In 2011 a repressive, authoritarian government collapsed because it proved unable to meet people’s demands. Why would its return solve anything?
In 2011 Tunisia was the first Arab nation to topple its dictator, and the only one where genuine democracy survives. But events in the capital, Tunis, suggest that the country is experiencing a counter-revolution. On Sunday the president, Kais Saied, fired the country’s prime minister, dismissed the government and froze parliament. Mr Saied has suspended lawmakers’ parliamentary immunity, a pointed warning to political opponents. It is never a good sign when security forces storm television stations. Demonstrations have broken out – with protesters taking to the streets both in support for the president, and against him. The warmth of the Arab spring has definitely turned into the chill of winter.
The opposition – led principally by Ennahda, the moderate Islamist party with the most seats in parliament – called his actions “a coup”. It’s hard to disagree with that description. But many in Tunisia either shrug their shoulders or, even worse, are drawn to demagogues, religious hardliners and those who praise the country’s former dictatorship. The reason that sections of the population are receptive to either apathy or illiberal notions is that freedom and democracy in Tunisia have not delivered political stability and a prosperous economy. Instead corruption, inflation and unemployment persist. For the past few years Tunisians have taken to the streets to express their dissatisfaction, sometimes.

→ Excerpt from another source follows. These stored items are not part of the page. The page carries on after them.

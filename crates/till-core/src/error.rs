//! # Error Types
//!
//! Domain-specific error types for till-core.
//!
//! ## Error Hierarchy
//! ```text
//! ┌─────────────────────────────────────────────────────────────────────────┐
//! │                         Error Types                                     │
//! │                                                                         │
//! │  till-core errors (this file)                                          │
//! │  ├── CoreError        - Domain rule violations                         │
//! │  ├── ValidationError  - Input validation failures                      │
//! │  └── ErrorKind        - Stable taxonomy every error maps onto          │
//! │                                                                         │
//! │  till-db errors (separate crate)                                       │
//! │  └── DbError          - Storage failures (+ wrapped CoreError)         │
//! │                                                                         │
//! │  till-service errors (app)                                             │
//! │  └── ApiError         - What callers see (code + status)               │
//! │                                                                         │
//! │  Flow: ValidationError → CoreError → DbError → ApiError → Caller       │
//! └─────────────────────────────────────────────────────────────────────────┘
//! ```

use serde::Serialize;
use thiserror::Error;

// =============================================================================
// Error Kind
// =============================================================================

/// Stable classification shared by every error in the workspace.
///
/// The command boundary derives its error codes and statuses from this
/// enum alone, so adding a variant here is a wire-visible change.
#[derive(Debug, Clone, Copy, PartialEq, Eq, Hash, Serialize)]
#[serde(rename_all = "SCREAMING_SNAKE_CASE")]
pub enum ErrorKind {
    /// Bad quantity, price, rate, name, or an operation the current state forbids.
    InvalidInput,
    /// Product or sale absent.
    NotFound,
    /// Catalog name uniqueness violation.
    DuplicateName,
    /// Hard delete blocked by sale history.
    ReferencedByHistory,
    /// Storage did not answer within the configured bound.
    StorageTimeout,
    /// Storage cannot be reached at all.
    StorageUnavailable,
    /// Anything unexpected.
    Internal,
}

impl ErrorKind {
    /// True for errors caused by the request rather than the system.
    pub const fn is_client_error(self) -> bool {
        matches!(
            self,
            ErrorKind::InvalidInput
                | ErrorKind::NotFound
                | ErrorKind::DuplicateName
                | ErrorKind::ReferencedByHistory
        )
    }
}

// =============================================================================
// Core Error
// =============================================================================

/// Core business logic errors.
///
/// These errors represent business rule violations. Ids are the integer
/// identities assigned by the store.
#[derive(Debug, Error)]
pub enum CoreError {
    /// Product cannot be found.
    #[error("Product not found: {0}")]
    ProductNotFound(i64),

    /// Sale cannot be found.
    #[error("Sale not found: {0}")]
    SaleNotFound(i64),

    /// Product exists but has been retired from the catalog.
    ///
    /// ## When This Occurs
    /// - Recording a sale against a retired product
    #[error("Product {0} is retired and cannot be sold")]
    ProductRetired(i64),

    /// Another product already uses this display name.
    #[error("A product named '{0}' already exists")]
    DuplicateName(String),

    /// Hard delete refused because sales still reference the product.
    ///
    /// ## User Workflow
    /// ```text
    /// DELETE product 7
    ///      │
    ///      ▼
    /// 12 sales reference product 7
    ///      │
    ///      ▼
    /// ReferencedByHistory { product_id: 7, sale_count: 12 }
    ///      │
    ///      ▼
    /// Caller offers "retire" instead
    /// ```
    #[error("Product {product_id} is referenced by {sale_count} sale(s); retire it instead")]
    ReferencedByHistory { product_id: i64, sale_count: i64 },

    /// Sale already carries a reversal record.
    #[error("Sale {0} has already been reversed")]
    AlreadyReversed(i64),

    /// Validation error (wraps ValidationError).
    #[error("Validation error: {0}")]
    Validation(#[from] ValidationError),
}

impl CoreError {
    /// Maps the error onto the shared taxonomy.
    pub const fn kind(&self) -> ErrorKind {
        match self {
            CoreError::ProductNotFound(_) | CoreError::SaleNotFound(_) => ErrorKind::NotFound,
            CoreError::DuplicateName(_) => ErrorKind::DuplicateName,
            CoreError::ReferencedByHistory { .. } => ErrorKind::ReferencedByHistory,
            CoreError::ProductRetired(_)
            | CoreError::AlreadyReversed(_)
            | CoreError::Validation(_) => ErrorKind::InvalidInput,
        }
    }
}

// =============================================================================
// Validation Error
// =============================================================================

/// Input validation errors.
///
/// These errors occur when user input doesn't meet requirements.
/// Used for early validation before any storage write.
#[derive(Debug, Error, PartialEq, Eq)]
pub enum ValidationError {
    /// A required field is missing or empty.
    #[error("{field} is required")]
    Required { field: String },

    /// Field value is too long.
    #[error("{field} must be at most {max} characters")]
    TooLong { field: String, max: usize },

    /// Numeric value is out of range.
    #[error("{field} must be between {min} and {max}")]
    OutOfRange { field: String, min: i64, max: i64 },

    /// Value must be positive.
    #[error("{field} must be positive")]
    MustBePositive { field: String },

    /// Invalid format (e.g., "12.345" for an amount).
    #[error("{field} has invalid format: {reason}")]
    InvalidFormat { field: String, reason: String },

    /// Arithmetic on the value would not fit in the money representation.
    #[error("{field} is too large")]
    Overflow { field: String },
}

// =============================================================================
// Result Type Alias
// =============================================================================

/// Convenience type alias for Results with CoreError.
pub type CoreResult<T> = Result<T, CoreError>;

// =============================================================================
// Unit Tests
// =============================================================================

#[cfg(test)]
mod tests {
    use super::*;

    #[test]
    fn test_error_messages() {
        let err = CoreError::ReferencedByHistory {
            product_id: 7,
            sale_count: 12,
        };
        assert_eq!(
            err.to_string(),
            "Product 7 is referenced by 12 sale(s); retire it instead"
        );
        assert_eq!(CoreError::ProductNotFound(999).to_string(), "Product not found: 999");
    }

    #[test]
    fn test_validation_error_messages() {
        let err = ValidationError::Required {
            field: "name".to_string(),
        };
        assert_eq!(err.to_string(), "name is required");

        let err = ValidationError::MustBePositive {
            field: "quantity".to_string(),
        };
        assert_eq!(err.to_string(), "quantity must be positive");
    }

    #[test]
    fn test_validation_converts_to_core_error() {
        let validation_err = ValidationError::Required {
            field: "name".to_string(),
        };
        let core_err: CoreError = validation_err.into();
        assert!(matches!(core_err, CoreError::Validation(_)));
        assert_eq!(core_err.kind(), ErrorKind::InvalidInput);
    }

    #[test]
    fn test_kinds() {
        assert_eq!(CoreError::SaleNotFound(1).kind(), ErrorKind::NotFound);
        assert_eq!(
            CoreError::DuplicateName("Coffee".into()).kind(),
            ErrorKind::DuplicateName
        );
        assert_eq!(CoreError::AlreadyReversed(3).kind(), ErrorKind::InvalidInput);
        assert!(ErrorKind::ReferencedByHistory.is_client_error());
        assert!(!ErrorKind::StorageTimeout.is_client_error());
    }

    #[test]
    fn test_kind_serializes_as_stable_code() {
        let json = serde_json::to_string(&ErrorKind::ReferencedByHistory).unwrap();
        assert_eq!(json, "\"REFERENCED_BY_HISTORY\"");
    }
}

The pandemic has also exposed how dysfunctional the Tunisian state has become. One survey for Tunisia’s National Institute of Statistics found that one-third of households feared running out of food last year. Yet the government, according to leaked documents, appeared willing to eliminate bread subsidies in negotiations for a $4bn loan from the International Monetary Fund, the fourth in 10 years. Anger over the government’s handling of the pandemic has only been made worse by the level of national debt: loan repayments are now six times the size of the country’s health budget.
It is easy to see how the argument could be made that democratic institutions in Tunisia aren’t delivering what the public needs. But a strongman presidential system collapsed a decade ago because it proved unable to meet people’s demands. The dictatorship survived through brutal repression. What Tunisia needs is for the politicians to adopt a more realistic view of where the country needs to go. A return to autocracy will not guarantee regime stability. President Saied defied the constitution to suspend parliament. His inability to work with a prime minister he picked suggests he is not well suited to a complex polity. His praise of the Egyptian military dictatorship does little to inspire confidence.
Tunisian democracy has been a triumph of consensus politics. Yet coalition government has often meant decisions have been put off for fear of shattering alliances. This has led, particularly after the 2019 elections, to rising support for new, more extreme parties as calls for better living standards and social justice went unaddressed. By huddling closer together, elected representatives appear to have encouraged the political instability they wanted to avoid. However, the country is not bereft of wily politicians. Rachid Ghannouchi, the current speaker of the parliament and co-founder of Ennahda, saved Tunisia’s early democratic transition from collapse once before, in 2013. There is a crisis in Tunisia. This will be defused by seeing the emergency for what it is and addressing its causes – not by insisting on anti-democratic arguments well past their expiry date.